Another major problem is that the reach of U.S. law enforcement does not extend into China. Security vendor Mandiant (now a part of FireEye) issued a report in 2013 on a military hacking unit in China that it called APT1, also known as Unit 61398 of the People’s Liberation Army.
That unit allegedly hacked into the networks of American companies including U.S. Steel, Alcoa, Allegheny Technologies (ATI) and Westinghouse, plus United Steelworkers, the biggest industrial labor union in North America. Five of its members are now on the FBI’s Most Wanted list, but there is essentially no chance that any of them will ever be arrested, since China and the U.S. do not have extradition agreements.
But the security mindset of American companies also leaves them vulnerable. John Quinn, a former Far East specialist with the CIA, notes that Chinese culture and thinking goes back thousands of years, while the U.S. is less than 300 years old. “It is worthwhile to remember that the Chinese have centuries of espionage experience dating back to Sun Tzu and ‘The Art of War’, he said.
Also, according to a report in the July-August edition of MIT Technology review, “the failure of the (hacked) companies’ supposed security technologies was stupefying.”
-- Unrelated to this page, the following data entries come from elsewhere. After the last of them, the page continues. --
//! Info command implementation.
//!
//! `netlify-lm info` shows read-only diagnostics: versions of git, git-lfs
//! and the credential helper. Checks run concurrently; failures are reported
//! next to successes and never produce a non-zero exit.

use crate::cli::args::InfoArgs;
use crate::error::{LmError, Result};
use crate::requirements;
use crate::runner::{run_concurrent, TaskStatus};
use crate::ui::UserInterface;

use super::dispatcher::{Command, CommandResult};

/// The info command implementation.
pub struct InfoCommand {
    #[allow(dead_code)]
    args: InfoArgs,
}

impl InfoCommand {
    /// Create a new info command.
    pub fn new(args: InfoArgs) -> Self {
        Self { args }
    }
}

impl Command for InfoCommand {
    fn execute(&self, ui: &mut dyn UserInterface) -> Result<CommandResult> {
        ui.show_header("Netlify Large Media");

        let outcomes = run_concurrent(requirements::diagnostic_tasks(), ui);

        let helper_missing = outcomes.iter().any(|o| {
            matches!(
                &o.status,
                TaskStatus::Failed(LmError::NotInstalled { tool })
                    if tool == requirements::HELPER_BINARY
            )
        });
        if helper_missing {
            ui.message("");
            ui.message("Run `netlify-lm install` to install the credential helper");
        }

        Ok(CommandResult::success())
    }
}
/// The firmware reads exactly this many bytes before the body.
pub const HEADER_SIZE: usize = 512;
/// Unit of the advisory block count stored in the header.
pub const BLOCK_SIZE: usize = 512;

pub const BYTES_PER_PIXEL: usize = 3;
/// Longest literal or repeat run a single control byte can describe.
pub const MAX_RUN_LENGTH: usize = 128;
/// Upper bound for either side of an image, keeps allocations sane.
pub const MAX_DIMENSION: u32 = 8192;

/// Environment variable that switches the encoder to raw bodies when set to `0`.
pub const RLE_TOGGLE_ENV: &str = "RLE24";
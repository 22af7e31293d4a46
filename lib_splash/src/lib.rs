pub mod compression;
pub mod constants;
pub mod image;

use log::*;
use std::io::Write;

pub use crate::image::format::{ContainerHeader, Kind, SplashImage};
pub use crate::image::pixel::Bgr;
pub use crate::image::{decode, decode_header, encode, EncodeOptions};

/// Installs an `env_logger` backend on stderr.
///
/// `level` applies to this library and the `splashimg` binary; `RUST_LOG`
/// directives are parsed afterwards and take precedence.
pub fn init_logging(level: LevelFilter) {
    env_logger::Builder::new()
        .target(env_logger::Target::Stderr)
        .filter(Some("lib_splash"), level)
        .filter(Some("splashimg"), level)
        .parse_default_env()
        .format(|buf, record| {
            writeln!(
                buf,
                "[{} {}:{}] {}",
                record.level(),
                record.file().unwrap_or("unknown"),
                record.line().unwrap_or(0),
                record.args()
            )
        })
        .init();
}
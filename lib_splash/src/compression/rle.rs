//! Row-local run-length coding of BGR scanlines.
//!
//! Every entry starts with a control byte:
//!
//! ```text
//! 0x00..=0x7F  literal run, (byte + 1) BGR triplets follow verbatim
//! 0x80..=0xFF  repeat run, one BGR triplet follows, repeated (byte - 127) times
//! ```
//!
//! Runs never cross a row boundary, so each row decodes on its own.

use log::{debug, error};
use thiserror::Error;

use crate::constants::{BYTES_PER_PIXEL, MAX_RUN_LENGTH};
use crate::image::pixel::{self, Bgr};

const REPEAT_FLAG: u8 = 0x80;

#[derive(Error, Debug, PartialEq, Eq)]
pub enum RleCompressionError {
    #[error("Invalid pixel data length: expected {expected} bytes for the image, got {actual}")]
    InvalidPixelDataLength { expected: usize, actual: usize },
}

#[derive(Error, Debug, PartialEq, Eq)]
pub enum RleDecompressionError {
    #[error("Unexpected end of data at offset {offset}: run needs {needed} bytes, {available} left")]
    UnexpectedEndOfData {
        offset: usize,
        needed: usize,
        available: usize,
    },
    #[error("Size mismatch: expected {expected} pixels, stream produced {actual}")]
    SizeMismatch { expected: usize, actual: usize },
    #[error("Run of {count} pixels at offset {offset} overruns row {row} ({remaining} pixels left in row)")]
    RowOverrun {
        row: usize,
        offset: usize,
        count: usize,
        remaining: usize,
    },
}

/// One control byte plus its payload.
#[derive(Debug, Clone, PartialEq, Eq)]
pub enum RunEntry<'a> {
    /// Pixels stored verbatim, 1 to 128 of them.
    Literal(&'a [Bgr]),
    /// A single pixel repeated 1 to 128 times.
    Repeat { pixel: Bgr, count: usize },
}

impl RunEntry<'_> {
    pub fn pixel_count(&self) -> usize {
        match self {
            RunEntry::Literal(pixels) => pixels.len(),
            RunEntry::Repeat { count, .. } => *count,
        }
    }

    pub fn control_byte(&self) -> u8 {
        debug_assert!((1..=MAX_RUN_LENGTH).contains(&self.pixel_count()));
        match self {
            RunEntry::Literal(pixels) => (pixels.len() - 1) as u8,
            RunEntry::Repeat { count, .. } => (count - 1) as u8 | REPEAT_FLAG,
        }
    }

    /// Size of the serialized entry in bytes.
    pub fn encoded_len(&self) -> usize {
        match self {
            RunEntry::Literal(pixels) => 1 + pixels.len() * BYTES_PER_PIXEL,
            RunEntry::Repeat { .. } => 1 + BYTES_PER_PIXEL,
        }
    }

    pub fn write_to(&self, out: &mut Vec<u8>) {
        out.push(self.control_byte());
        match self {
            RunEntry::Literal(pixels) => {
                for pixel in pixels.iter() {
                    out.extend_from_slice(&pixel.to_bytes());
                }
            }
            RunEntry::Repeat { pixel, .. } => out.extend_from_slice(&pixel.to_bytes()),
        }
    }
}

/// Splits one scanline into run entries.
///
/// A stretch of two or more equal neighbours becomes repeat entries of at most
/// 128 pixels each, the last one possibly holding a single pixel. Everything
/// else is gathered into literal entries of at most 128 pixels. The pixel
/// counts of the returned entries always add up to `row.len()`.
pub fn encode_row(row: &[Bgr]) -> Vec<RunEntry<'_>> {
    let mut entries = Vec::new();
    let mut start = 0;

    while start < row.len() {
        let rest = &row[start..];
        let first = rest[0];
        let same = rest.iter().take_while(|&&p| p == first).count();

        if same >= 2 {
            let mut left = same;
            while left > 0 {
                let count = left.min(MAX_RUN_LENGTH);
                entries.push(RunEntry::Repeat {
                    pixel: first,
                    count,
                });
                left -= count;
            }
            start += same;
            continue;
        }

        // Literal: take pixels until one equals its successor or the cap is hit
        let limit = rest.len().min(MAX_RUN_LENGTH);
        let mut count = 1;
        while count < limit && (count + 1 == rest.len() || rest[count] != rest[count + 1]) {
            count += 1;
        }
        entries.push(RunEntry::Literal(&rest[..count]));
        start += count;
    }

    entries
}

/// RLE-compresses a row-major BGR buffer of `width * height` pixels.
///
/// # Errors
/// - Returns `RleCompressionError::InvalidPixelDataLength` if `bgr_data` does not hold exactly `width * height` pixels
pub fn rle_compression(
    bgr_data: &[u8],
    width: usize,
    height: usize,
) -> Result<Vec<u8>, RleCompressionError> {
    let row_len = width * BYTES_PER_PIXEL;
    let expected = row_len * height;
    if bgr_data.len() != expected || width == 0 {
        return Err(RleCompressionError::InvalidPixelDataLength {
            expected,
            actual: bgr_data.len(),
        });
    }

    let mut encoded = Vec::with_capacity(bgr_data.len() / 2);
    let mut row = Vec::with_capacity(width);

    for row_bytes in bgr_data.chunks_exact(row_len) {
        row.clear();
        row.extend(pixel::pixels(row_bytes));

        let entries = encode_row(&row);
        debug_assert_eq!(
            entries.iter().map(RunEntry::pixel_count).sum::<usize>(),
            width
        );
        for entry in &entries {
            entry.write_to(&mut encoded);
        }
    }

    debug!(
        "RLE encoded {} rows into {} bytes (raw {} bytes)",
        height,
        encoded.len(),
        bgr_data.len()
    );
    Ok(encoded)
}

/// Decodes an RLE stream into exactly `width * height` BGR pixels.
///
/// Decoding stops after the last row; any trailing bytes are padding and are
/// never read.
///
/// # Errors
/// - `UnexpectedEndOfData` if a run's payload is cut off
/// - `SizeMismatch` if the stream ends before every row is complete
/// - `RowOverrun` if a run would spill into the next row
pub fn rle_decompression(
    data: &[u8],
    width: usize,
    height: usize,
) -> Result<Vec<u8>, RleDecompressionError> {
    let expected = width.saturating_mul(height);
    // A stream can never expand past 128 pixels per 4 bytes
    let ceiling = data.len() / (1 + BYTES_PER_PIXEL) * MAX_RUN_LENGTH * BYTES_PER_PIXEL;
    let mut decoded = Vec::with_capacity(expected.saturating_mul(BYTES_PER_PIXEL).min(ceiling));
    let mut cursor = 0;

    for row in 0..height {
        let mut produced = 0;

        while produced < width {
            let Some(&control) = data.get(cursor) else {
                let actual = row * width + produced;
                error!(
                    "RLE stream exhausted after {} of {} pixels",
                    actual, expected
                );
                return Err(RleDecompressionError::SizeMismatch { expected, actual });
            };

            let is_repeat = control & REPEAT_FLAG != 0;
            let count = (control & !REPEAT_FLAG) as usize + 1;
            let remaining = width - produced;
            if count > remaining {
                error!("RLE run of {} overruns row {}", count, row);
                return Err(RleDecompressionError::RowOverrun {
                    row,
                    offset: cursor,
                    count,
                    remaining,
                });
            }
            cursor += 1;

            let needed = if is_repeat {
                BYTES_PER_PIXEL
            } else {
                count * BYTES_PER_PIXEL
            };
            let Some(payload) = data.get(cursor..cursor + needed) else {
                error!("Unexpected end of data during RLE run at offset {}", cursor);
                return Err(RleDecompressionError::UnexpectedEndOfData {
                    offset: cursor,
                    needed,
                    available: data.len() - cursor,
                });
            };

            if is_repeat {
                for _ in 0..count {
                    decoded.extend_from_slice(payload);
                }
            } else {
                decoded.extend_from_slice(payload);
            }

            cursor += needed;
            produced += count;
        }
    }

    if cursor < data.len() {
        debug!("Ignoring {} trailing bytes after RLE body", data.len() - cursor);
    }

    Ok(decoded)
}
Indeed, there are multiple examples of the Chinese easily gaining long-term access to corporate networks.
Nortel Networks, which had been one of the telecom giants, had reportedly been penetrated by Chinese hackers for as long as a decade before it filed for bankruptcy in 2009. The hack began with the theft of seven passwords from top executives, including the CEO.
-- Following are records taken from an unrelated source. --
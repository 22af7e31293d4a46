pub mod raw;
pub mod rle;

use log::{debug, info};
use raw::{RawCompressionError, RawDecompressionError};
use rle::{RleCompressionError, RleDecompressionError};
use thiserror::Error;

use crate::image::format::{validate_dimensions, DimensionError, Kind};

#[derive(Error, Debug, PartialEq, Eq)]
pub enum CompressionError {
    #[error(transparent)]
    InvalidDimensions(#[from] DimensionError),
    #[error("Raw encoding failed")]
    RawCompressionFailed(#[from] RawCompressionError),
    #[error("RLE compression failed")]
    RleCompressionFailed(#[from] RleCompressionError),
}

#[derive(Error, Debug, PartialEq, Eq)]
pub enum DecompressionError {
    #[error(transparent)]
    InvalidDimensions(#[from] DimensionError),
    #[error("Raw decoding failed")]
    RawDecompressionFailed(#[from] RawDecompressionError),
    #[error("RLE decompression failed")]
    RleDecompressionFailed(#[from] RleDecompressionError),
}

/// Produces a container body of the given kind from row-major BGR pixels.
pub fn compress(
    kind: Kind,
    width: u32,
    height: u32,
    bgr_data: &[u8],
) -> Result<Vec<u8>, CompressionError> {
    info!("Starting {} compression of {}x{} image", kind, width, height);
    validate_dimensions(width, height)?;
    debug!("Input data length: {}", bgr_data.len());

    let (width, height) = (width as usize, height as usize);
    let body = match kind {
        Kind::Raw => raw::raw_compression(bgr_data, width, height)?,
        Kind::Rle => rle::rle_compression(bgr_data, width, height)?,
    };

    info!(
        "Compression completed successfully: {:.1}%",
        (1.0 - body.len() as f32 / bgr_data.len() as f32) * 100.0
    );
    Ok(body)
}

/// Rebuilds row-major BGR pixels from a container body.
pub fn decompress(
    kind: Kind,
    width: u32,
    height: u32,
    body: &[u8],
) -> Result<Vec<u8>, DecompressionError> {
    info!("Starting {} decompression of {}x{} image", kind, width, height);
    validate_dimensions(width, height)?;
    debug!("Body length: {}", body.len());

    let (width, height) = (width as usize, height as usize);
    let bgr_data = match kind {
        Kind::Raw => raw::raw_decompression(body, width, height)?,
        Kind::Rle => rle::rle_decompression(body, width, height)?,
    };

    info!("Decompression completed successfully");
    Ok(bgr_data)
}
use thiserror::Error;

use crate::constants::BYTES_PER_PIXEL;

#[derive(Error, Debug, PartialEq, Eq)]
pub enum PixelError {
    #[error("Invalid sample length: expected a multiple of 3 RGB samples, got {0}")]
    InvalidSampleLength(usize),
    #[error("Invalid pixel data length: expected multiple of 3 bytes, got {0}")]
    InvalidPixelDataLength(usize),
}

/// One pixel as it is laid out in a container body: blue, green, red.
#[derive(Clone, Copy, Debug, Default, PartialEq, Eq, Hash)]
pub struct Bgr {
    pub b: u8,
    pub g: u8,
    pub r: u8,
}

impl Bgr {
    pub const fn new(b: u8, g: u8, r: u8) -> Self {
        Self { b, g, r }
    }

    pub const fn from_rgb8(r: u8, g: u8, b: u8) -> Self {
        Self { b, g, r }
    }

    /// Keeps the high byte of each 16-bit sample.
    ///
    /// This is a plain truncation, not a rounding: `0x12FF` becomes `0x12`.
    pub const fn from_rgb16(r: u16, g: u16, b: u16) -> Self {
        Self {
            b: (b >> 8) as u8,
            g: (g >> 8) as u8,
            r: (r >> 8) as u8,
        }
    }

    pub const fn from_bytes(bytes: [u8; BYTES_PER_PIXEL]) -> Self {
        Self {
            b: bytes[0],
            g: bytes[1],
            r: bytes[2],
        }
    }

    pub const fn to_bytes(self) -> [u8; BYTES_PER_PIXEL] {
        [self.b, self.g, self.r]
    }

    /// RGBA with an opaque alpha channel.
    pub const fn to_rgba(self) -> [u8; 4] {
        [self.r, self.g, self.b, 0xFF]
    }
}

/// Reads a BGR byte buffer as pixels. Any incomplete trailing triplet is dropped.
pub fn pixels(bgr_data: &[u8]) -> impl Iterator<Item = Bgr> + '_ {
    bgr_data
        .chunks_exact(BYTES_PER_PIXEL)
        .map(|chunk| Bgr::from_bytes([chunk[0], chunk[1], chunk[2]]))
}

/// Converts interleaved 16-bit RGB samples into a BGR body.
///
/// # Errors
/// - Returns `PixelError::InvalidSampleLength` if `samples` is not a whole number of pixels
pub fn bgr_from_rgb16(samples: &[u16]) -> Result<Vec<u8>, PixelError> {
    if samples.len() % 3 != 0 {
        return Err(PixelError::InvalidSampleLength(samples.len()));
    }

    let mut bgr_data = Vec::with_capacity(samples.len());
    for rgb in samples.chunks_exact(3) {
        bgr_data.extend_from_slice(&Bgr::from_rgb16(rgb[0], rgb[1], rgb[2]).to_bytes());
    }
    Ok(bgr_data)
}

/// Converts interleaved 8-bit RGB samples into a BGR body.
///
/// # Errors
/// - Returns `PixelError::InvalidSampleLength` if `samples` is not a whole number of pixels
pub fn bgr_from_rgb8(samples: &[u8]) -> Result<Vec<u8>, PixelError> {
    if samples.len() % 3 != 0 {
        return Err(PixelError::InvalidSampleLength(samples.len()));
    }

    let mut bgr_data = Vec::with_capacity(samples.len());
    for rgb in samples.chunks_exact(3) {
        bgr_data.extend_from_slice(&[rgb[2], rgb[1], rgb[0]]);
    }
    Ok(bgr_data)
}

/// Expands a BGR body into RGBA bytes, alpha always 255.
pub fn bgr_to_rgba(bgr_data: &[u8]) -> Result<Vec<u8>, PixelError> {
    if bgr_data.len() % BYTES_PER_PIXEL != 0 {
        return Err(PixelError::InvalidPixelDataLength(bgr_data.len()));
    }

    let mut rgba_data = Vec::with_capacity(bgr_data.len() / BYTES_PER_PIXEL * 4);
    for pixel in pixels(bgr_data) {
        rgba_data.extend_from_slice(&pixel.to_rgba());
    }
    Ok(rgba_data)
}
Porous security is not the only problem either, Halligan said. “The real problem lies in U.S. companies not conducting internal trade secret audits,” he said. “Everybody starts with security, but you should really start by identifying assets and classifying them. Policies don’t matter if you don’t now what you’re protecting.”
He said while there are U.S. laws protecting patents, copyrights and trademarks, “we don’t have a registration system for trade secrets, so you have to set it up internally. Too many U.S. companies don’t want to do that, so they’re fleeced and don’t know they’ve been fleeced.”
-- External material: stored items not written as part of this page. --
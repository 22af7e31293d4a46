use log::{debug, info, warn};
use thiserror::Error;

use super::format::{ContainerHeader, HeaderError, SplashImage};
use crate::compression::{decompress, DecompressionError};
use crate::constants::HEADER_SIZE;

#[derive(Error, Debug, PartialEq, Eq)]
pub enum DecodeError {
    #[error("Invalid format or header")]
    InvalidHeader(#[from] HeaderError),

    #[error("Decompression failed")]
    DecompressionFailed(#[from] DecompressionError),
}

/// Parses only the header. Useful for inspecting a container without decoding the body.
pub fn decode_header(encoded_data: &[u8]) -> Result<ContainerHeader, DecodeError> {
    let header = ContainerHeader::from_bytes(encoded_data)?;
    debug!(
        "Header read: width={} height={} kind={} blocks={}",
        header.width, header.height, header.kind, header.block_count
    );
    Ok(header)
}

pub fn decode(encoded_data: &[u8]) -> Result<SplashImage, DecodeError> {
    info!("Starting decoding");

    let header = decode_header(encoded_data)?;
    let body = &encoded_data[HEADER_SIZE..];
    debug!("Body length: {}", body.len());

    // The block count is only a hint, never a read bound
    let expected_blocks = ContainerHeader::blocks_for(body.len());
    if header.block_count != expected_blocks {
        warn!(
            "Header declares {} blocks but body spans {}; ignoring",
            header.block_count, expected_blocks
        );
    }

    let bgr_data = decompress(header.kind, header.width, header.height, body)?;
    info!("Decoding process completed successfully");

    Ok(SplashImage::new(header, bgr_data))
}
The FBI warns companies not to think that just because they are small to mid-sized, they are not on the radar for economic espionage.
The telecom executive agrees with that. “Most companies think they aren’t big enough to interest the Chinese,” he said. “But if you are part of the supply chain, you’re on the scope – they are a full-spectrum adversary.”
What should organizations do? The FBI, as part of its economic espionage awareness campaign, offers a list of recommendations protecting IP assets. And Quinn said U.S. firms should follow the five steps of Operations Security (see sidebar).


But Halligan said he believes organizations can get 80 percent worth of protection by doing just two things.
“Only those with need to know should have access to assets,” he said. “That’s something that should be easy to implement. And then, break up the pieces of the puzzle, so if someone absconds with one piece, they can’t get the whole trade secret.”
He and others, including Quinn, say the economic espionage threat will only get worse. “Foreign adversaries will continue to refine their espionage tradecraft and clandestine recruitment methods,” Quinn said. “The Chinese should be considered formidable adversaries.”
Bancroft said her colleagues agree with that. She said the U.S. can bring economic pressure on China, by not buying stolen goods or products made with stolen property. “China needs to accept that there are easier ways to get such property through manufacturing arrangements.
“Right now we’re tolerating increasing bad behavior,” she said. “What we need is a clear, unwavering, strong counterintelligence strategy that influences China to act responsibly. It is not a technical problem requiring a technical answer; it is a policy question requiring a statecraft response.”